Gelfant and Graver 187-188)
Despite these accomplishments, Carver's life in the late 1960s and early 1970s was peripatetic and bitterly frustrating. As he later said, "we were just looking for a place where I could write and my wife and two children could be happy. It didn't seem like too much to ask for. But we never found it." He worked continually at odd jobs, taught briefly at three University of California campuses and at the Iowa Writers' Workshop, filed twice for bankruptcy, drank heavily, was often hospitalized for acute alcoholism, and finally separated from his wife.
Gelfant and Graver 188)
Carver's works are genuine and demonstrate the daily struggles of men and women, whose lives are not only not what they wish them to be but so insular that they dare not even wish of what they would have when young. Carver's characters have left behind their childhood wishes, relationships, career goals and life goals to settle into, "what is today." His work, Cathedral, is in fact an expression of the glimpses ordinary people might have of insight about the broader, more magical world.
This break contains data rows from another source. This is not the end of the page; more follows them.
use cre_listing_crawler::cli;
use tracing_subscriber::EnvFilter;

#[tokio::main]
async fn main() {
    // stdout is reserved for command output and --events lines
    tracing_subscriber::fmt()
        .with_env_filter(EnvFilter::try_from_default_env().unwrap_or_else(|_| EnvFilter::new("info")))
        .with_writer(std::io::stderr)
        .init();

    let args = cli::parse_args();
    if let Err(e) = cli::process_command(args).await {
        tracing::error!("{:#}", e);
        std::process::exit(1);
    }
}
use scraper::{ElementRef, Selector};
use url::Url;

use crate::error::CrawlerError;
use crate::parser::Listing;

/// Outcome of parsing one search results page. Cards that looked like
/// listings but could not be turned into one are reported in `skipped`
/// instead of failing the page.
#[derive(Debug, Default)]
pub struct ParsedPage {
    pub listings: Vec<Listing>,
    pub skipped: Vec<String>,
}

impl ParsedPage {
    pub fn is_empty(&self) -> bool {
        self.listings.is_empty() && self.skipped.is_empty()
    }
}

/// Turns a results page's HTML into listings for one site
pub trait ListingPageParser: Send + Sync {
    fn site(&self) -> &'static str;
    fn parse_results(&self, html: &str) -> ParsedPage;
}

pub(crate) fn selector(css: &str) -> Result<Selector, CrawlerError> {
    Selector::parse(css).map_err(|e| CrawlerError::Parse(format!("Invalid selector '{}': {:?}", css, e)))
}

/// Text content with runs of whitespace collapsed to single spaces.
pub(crate) fn element_text(element: ElementRef) -> String {
    element
        .text()
        .flat_map(|chunk| chunk.split_whitespace())
        .collect::<Vec<_>>()
        .join(" ")
}

pub(crate) fn first_text(scope: ElementRef, selector: &Selector) -> Option<String> {
    scope
        .select(selector)
        .map(element_text)
        .find(|text| !text.is_empty())
}

pub(crate) fn absolute_url(base: &Url, href: &str) -> Option<String> {
    let href = href.trim();
    if href.is_empty() || href.starts_with("javascript:") {
        return None;
    }
    let joined = base.join(href).ok()?;
    match joined.scheme() {
        "http" | "https" => Some(joined.to_string()),
        _ => None,
    }
}

/// Asking price in whole dollars.
///
/// Handles `$1,250,000`, `$1.2M`, `$850K` and ranges (first bound wins).
/// Lease rates such as `$24/SF/YR` and text like `Price Not Disclosed` have
/// no sale price and return `None`.
pub fn parse_price(text: &str) -> Option<u64> {
    let lower = text.to_lowercase();
    if ["/sf", "/mo", "/yr", "/ac"].iter().any(|rate| lower.contains(rate)) {
        return None;
    }

    let start = lower.find(|c: char| c.is_ascii_digit())?;
    let rest = &lower[start..];
    let end = rest
        .find(|c: char| !(c.is_ascii_digit() || c == ',' || c == '.'))
        .unwrap_or(rest.len());
    let digits: String = rest[..end].chars().filter(|c| *c != ',').collect();
    let value: f64 = digits.trim_end_matches('.').parse().ok()?;

    let suffix = rest[end..].trim_start();
    let multiplier = if suffix.starts_with('m') {
        1_000_000.0
    } else if suffix.starts_with('k') {
        1_000.0
    } else if suffix.starts_with('b') {
        1_000_000_000.0
    } else {
        1.0
    };

    let dollars = (value * multiplier).round();
    if dollars.is_finite() && dollars >= 0.0 {
        Some(dollars as u64)
    } else {
        None
    }
}
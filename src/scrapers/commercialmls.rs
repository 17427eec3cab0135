use async_trait::async_trait;
use std::sync::Arc;
use tracing::{debug, info};

use crate::browser::{BrowserSession, BrowserSettings};
use crate::config::{PropertyType, ScrapingConfig, SearchCriteria};
use crate::error::Result;
use crate::parser::commercialmls::{COMMERCIALMLS_BASE_URL, COMMERCIALMLS_SITE};
use crate::parser::{CommercialMlsParser, ListingPageParser, ParsedPage};
use crate::scrapers::{optional_step, ProgressSink, RetryPolicy, ScrapeResult, SiteScraper};

const DOMAIN: &str = "commercialmls.com";

// the search panel is a row of dropdowns: location, type, price, more
const FILTER_BAR: &str = "#crroot div.js-main-content > div:nth-child(1) > div:nth-child(1) > div > div > div:nth-child(1)";

const START_SEARCH_BUTTON: &str = "#content div.title-container div.row.mt-3 > div:nth-child(1) > a";
const GRID_BUTTON: &str = "#crroot div.js-main-content div.float-right.p1.bgh--shade.pointer > a";
const GRID_CARD: &str = "div.grid-column.grid-card";

fn filter(section: u8, rest: &str) -> String {
    format!("{} > div:nth-child({}) {}", FILTER_BAR, section, rest)
}

fn type_checkbox(property_type: PropertyType) -> Option<u8> {
    match property_type {
        PropertyType::Retail => Some(1),
        PropertyType::Office => Some(2),
        PropertyType::Industrial => Some(3),
        PropertyType::MultiFamily => Some(9),
        PropertyType::Land | PropertyType::Hotel => None,
    }
}

/// Drives the commercialmls.com map search, then reads its grid view
pub struct CommercialMlsScraper {
    settings: BrowserSettings,
    retry: RetryPolicy,
    parser: Arc<CommercialMlsParser>,
}

impl CommercialMlsScraper {
    pub fn new(config: &ScrapingConfig) -> Result<Self> {
        Ok(Self {
            settings: BrowserSettings::from(config),
            retry: RetryPolicy::new(config.max_retries),
            parser: Arc::new(CommercialMlsParser::new()?),
        })
    }

    async fn attempt(&self, criteria: &SearchCriteria, progress: &ProgressSink) -> Result<ParsedPage> {
        let session = BrowserSession::launch(COMMERCIALMLS_SITE, self.settings.clone()).await?;
        let outcome = self.drive(&session, criteria, progress).await;
        session.close().await;
        outcome
    }

    async fn drive(&self, session: &BrowserSession, criteria: &SearchCriteria, progress: &ProgressSink) -> Result<ParsedPage> {
        progress.report(10, "opening commercialmls.com");
        session.goto(COMMERCIALMLS_BASE_URL, DOMAIN).await?;

        progress.report(20, "opening search");
        session.click(START_SEARCH_BUTTON).await?;

        progress.report(25, format!("entering location {}", criteria.location));
        let location_input = filter(1, "div.js-dropdown input");
        session.click(&filter(1, "> div")).await?;
        session.fill(&location_input, &criteria.location).await?;
        // first typeahead suggestion
        session.press_key(&location_input, "ArrowDown").await?;
        session.press_key(&location_input, "Enter").await?;

        progress.report(35, "selecting property types");
        self.select_property_types(session, criteria).await?;

        if criteria.min_price.is_some() || criteria.max_price.is_some() {
            progress.report(45, "setting price range");
            self.set_price_range(session, criteria).await?;
        }

        progress.report(55, "setting date added");
        let listed_since = criteria.listed_since_text();
        optional_step(COMMERCIALMLS_SITE, "date added filter", async {
            session.click(&filter(4, "> div.p2.js-dropdown-toggle")).await?;
            session
                .click(&filter(4, "div.js-dropdown div.span-12.border--right > div:nth-child(2) > label > span.control-indicator"))
                .await?;
            session
                .fill(&filter(4, "div.js-dropdown div.border--bottom.pb2.mb2 input"), &listed_since)
                .await
        })
        .await?;

        progress.report(60, "submitting search");
        session.press_key("body", "Enter").await?;

        progress.report(70, "switching to grid view");
        optional_step(COMMERCIALMLS_SITE, "grid view", session.click(GRID_BUTTON)).await?;
        session.wait_for(GRID_CARD).await?;
        session.pause().await;

        progress.report(80, "reading results");
        let html = session.content().await?;
        let page = self.parser.parse_results(&html);
        progress.report(100, format!("found {} listing(s)", page.listings.len()));
        Ok(page)
    }

    async fn select_property_types(&self, session: &BrowserSession, criteria: &SearchCriteria) -> Result<()> {
        session.click(&filter(2, "> div.p2.js-dropdown-toggle")).await?;
        optional_step(
            COMMERCIALMLS_SITE,
            "For Sale checkbox",
            session.click(&filter(2, "div.js-dropdown div.grid-column.span-6 div.control-group > div:nth-child(1) span.control-indicator")),
        )
        .await?;

        for property_type in &criteria.property_types {
            let Some(position) = type_checkbox(*property_type) else {
                debug!("[{}] {} has no CommercialMLS filter", COMMERCIALMLS_SITE, property_type);
                continue;
            };
            let css = filter(
                2,
                &format!("div.js-dropdown div.span-10.border--left > div > div:nth-child({}) span.control-indicator", position),
            );
            optional_step(COMMERCIALMLS_SITE, property_type.label(), session.click(&css)).await?;
            info!("[{}] Selected property type {}", COMMERCIALMLS_SITE, property_type);
        }
        Ok(())
    }

    async fn set_price_range(&self, session: &BrowserSession, criteria: &SearchCriteria) -> Result<()> {
        optional_step(COMMERCIALMLS_SITE, "price range", async {
            session.click(&filter(3, "> div.p2.js-dropdown-toggle")).await?;
            session
                .click(&filter(3, "div.js-dropdown > div > div:nth-child(1) label > span.control-indicator"))
                .await?;
            if let Some(min) = criteria.min_price {
                session.fill(&filter(3, "div.js-dropdown input:nth-child(2)"), &min.to_string()).await?;
            }
            if let Some(max) = criteria.max_price {
                let max_input = filter(3, "div.js-dropdown input:nth-child(4)");
                session.fill(&max_input, &max.to_string()).await?;
                session.press_key(&max_input, "Tab").await?;
            }
            Ok(())
        })
        .await
    }
}

#[async_trait]
impl SiteScraper for CommercialMlsScraper {
    fn site(&self) -> &'static str {
        COMMERCIALMLS_SITE
    }

    fn supports(&self, property_type: PropertyType) -> bool {
        type_checkbox(property_type).is_some()
    }

    async fn search(&self, criteria: &SearchCriteria, progress: ProgressSink) -> ScrapeResult {
        let sink = &progress;
        self.retry
            .run(COMMERCIALMLS_SITE, sink, move |attempt| {
                debug!("[{}] Starting attempt {}", COMMERCIALMLS_SITE, attempt);
                self.attempt(criteria, sink)
            })
            .await
    }
}

#[cfg(test)]
mod tests {
    use super::*;
    use crate::config::Config;

    #[test]
    fn test_filter_selectors_are_scoped_to_bar() {
        let css = filter(3, "> div.p2.js-dropdown-toggle");
        assert!(css.starts_with(FILTER_BAR));
        assert!(css.ends_with("> div:nth-child(3) > div.p2.js-dropdown-toggle"));
    }

    #[test]
    fn test_supported_property_types() {
        let scraper = CommercialMlsScraper::new(&Config::default().scraping).unwrap();
        assert_eq!(scraper.site(), "commercialmls");
        assert!(scraper.supports(PropertyType::Retail));
        assert!(!scraper.supports(PropertyType::Hotel));
    }
}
The theme of Cathedral is challenging insularity through novel human connectivity. Opening up to the world makes a new perspective. Raymond Carver Uses a variety of elements to render a theme that provides the readers with a sense that the narrator is an unpleasant human being. Therefore, he needs to change. Through Carver's careful use of narration, symbols, characterizations, image, tone and etc. readers are able to understand how the narrator struggles to understand what people can see it they open themselves up to new experiences.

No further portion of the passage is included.